Eye contact between parents and their infants actually helps synchronize their brain waves, researchers report.
"When the adult and infant are looking at each other, they are signaling their availability and intention to communicate with each other. We found that both adult and infant brains respond to a gaze signal by becoming more in sync with their partner," said study lead author Victoria Leong.
She's an affiliated lecturer in the department of psychology at Cambridge University in England.
"This mechanism could prepare parents and babies to communicate, by synchronizing when to speak and when to listen, which would also make learning more effective," Leong said in a university news release.
Learn More: A Healthy Start: Bonding With Your Adopted Baby
Previous studies have shown that when parents and their infants interact, it leads to synchronization of things such as gaze, emotions and heart rate, the researchers noted. But it wasn't clear if their brain activity also synchronizes.
To find out, the Cambridge researchers conducted experiments with 36 parents and their babies.

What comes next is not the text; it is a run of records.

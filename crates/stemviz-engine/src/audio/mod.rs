//! Audio side of the engine: decoding, synchronized playback, and
//! per-stem spectral analysis.

pub mod analyzer;
pub mod decode;
pub mod fft;
pub mod loader;
pub mod output;
pub mod stem;
pub mod transport;

pub use analyzer::{BandEnergies, PercussionScores, SpectralAnalyzer};
pub use stem::{StemAnalysis, StemPlayer};
pub use transport::MultiTrackTransport;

They measured patterns of brain activity via electrodes in skull caps worn by the participants. They compared the infants' brain activity to that of the adult who was singing nursery rhymes to the infant.
The investigators discovered that eye contact between the two triggered brain wave synchronization.
Study coauthor Sam Wass stressed, "We don't know what it is, yet, that causes this synchronous brain activity. We're certainly not claiming to have discovered telepathy!
"In this study, we were looking at whether infants can synchronize their brains to someone else, just as adults can. And we were also trying to figure out what gives rise to the synchrony," said Wass, who's also with Cambridge's department of psychology.
The study was published Nov. 28 in the Proceedings of the National Academy of Sciences.